Extracting entities of interest (e.g dataset, method, evaluation metrics) and their relations (e.g. isUsedBy, ComparedWith, ..) from massive text corpora (e.g Clueweb) is important for enhancing the semantic search, linking information across different sources and etc. The aim of this project is to devise methods to automatically extract the entities of interest and the relations between them. Relevant MSc courses Information Retrieval, Pattern Recognition.

Long-Tail Named Entity Extraction

This engineering-heavy MSc thesis focuses on implementing a framework for named entity recognition and extraction from natural text, with a focus on rare entities. In collaboration with our team, novel NER and NEE methods are developed, implemented and evaluated on scientific publication corpora . The final result is released as a well-documented open source project.

Past Courses

  • 2017 2013

    IN4325 Information Retrieval

    Retrieving relevant information is one of the central activities in modern knowledge-driven societies. As the amount and variety of data increase at an unprecedented rate, access to relevant, possibly unstructured information is becoming more and more challenging. The World Wide Web is now the primary source of information for leisure and work activities. The real value of the Web can only be unlocked if the huge amount of available data can be found, analysed, and exploited so that each user can quickly find information that is both relevant and comprehensive for their needs.

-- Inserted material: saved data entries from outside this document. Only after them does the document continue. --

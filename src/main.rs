use std::path::Path;
use std::sync::Arc;

use anyhow::{Context, Result};
use clap::Parser;
use tracing_subscriber::{EnvFilter, layer::SubscriberExt, util::SubscriberInitExt};

use ragstore::cli::commands::{
    handle_collections, handle_config, handle_delete, handle_ingest, handle_search, handle_serve,
};
use ragstore::cli::{Cli, Commands};
use ragstore::models::Config;

/// Detect ONNX Runtime library path and set ORT_DYLIB_PATH if not already set.
/// Must be called before any ort code runs.
fn detect_and_set_ort_path() {
    if std::env::var("ORT_DYLIB_PATH")
        .map(|p| Path::new(&p).exists())
        .unwrap_or(false)
    {
        return;
    }

    let home = std::env::var("HOME").unwrap_or_default();

    let found = if cfg!(target_os = "macos") {
        [
            format!("{home}/.local/lib/ragstore/libonnxruntime.dylib"),
            "/opt/homebrew/opt/onnxruntime/lib/libonnxruntime.dylib".into(),
            "/usr/local/opt/onnxruntime/lib/libonnxruntime.dylib".into(),
        ]
        .into_iter()
        .find(|p| Path::new(p).exists())
    } else if cfg!(target_os = "linux") {
        [
            format!("{home}/.local/lib/ragstore/libonnxruntime.so"),
            "/usr/lib/libonnxruntime.so".into(),
            "/usr/local/lib/libonnxruntime.so".into(),
            "/usr/lib/x86_64-linux-gnu/libonnxruntime.so".into(),
            "/usr/lib/aarch64-linux-gnu/libonnxruntime.so".into(),
        ]
        .into_iter()
        .find(|p| Path::new(p).exists())
    } else {
        None
    };

    if let Some(path) = found {
        // SAFETY: Called at program start before any threads are spawned.
        unsafe {
            std::env::set_var("ORT_DYLIB_PATH", path);
        }
    }
}

/// Logs go to stderr; stdout carries command output and the tool protocol.
fn init_tracing(verbose: bool) {
    let default_level = if verbose { "debug" } else { "info" };
    tracing_subscriber::registry()
        .with(EnvFilter::try_from_default_env().unwrap_or_else(|_| EnvFilter::new(default_level)))
        .with(tracing_subscriber::fmt::layer().with_writer(std::io::stderr))
        .init();
}

fn main() -> Result<()> {
    detect_and_set_ort_path();

    let runtime = tokio::runtime::Runtime::new().context("failed to start async runtime")?;
    runtime.block_on(run())
}

async fn run() -> Result<()> {
    let cli = Cli::parse();
    init_tracing(cli.verbose);

    let config = Arc::new(Config::load().context("failed to load configuration")?);
    let format = cli.format.unwrap_or_default();

    match cli.command {
        Commands::Collections => handle_collections(config, format).await,
        Commands::Ingest(args) => handle_ingest(args, config, format).await,
        Commands::Search(args) => handle_search(args, config, format).await,
        Commands::Delete(args) => handle_delete(args, config, format).await,
        Commands::Serve => handle_serve(config).await,
        Commands::Config(cmd) => handle_config(cmd, &config, format),
    }
}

    Information Retrieval (IR) is the discipline that deals with the representation, storage, organisation of, and access to information items, and it is concerned with providing efficient access to large amounts of unstructured contents, such as text, images, videos etc. The objective of the IN4325 - Information Retrieval course is to introduce the scientific underpinnings of the field of Information Retrieval. The course aims at providing students basic information retrieval concepts and more advanced techniques for efficient data processing, storage, and querying. Students are also provided with a rich and comprehensive catalogue of information search tools that can be exploited in the design and implementation of Web and Enterprise search engines.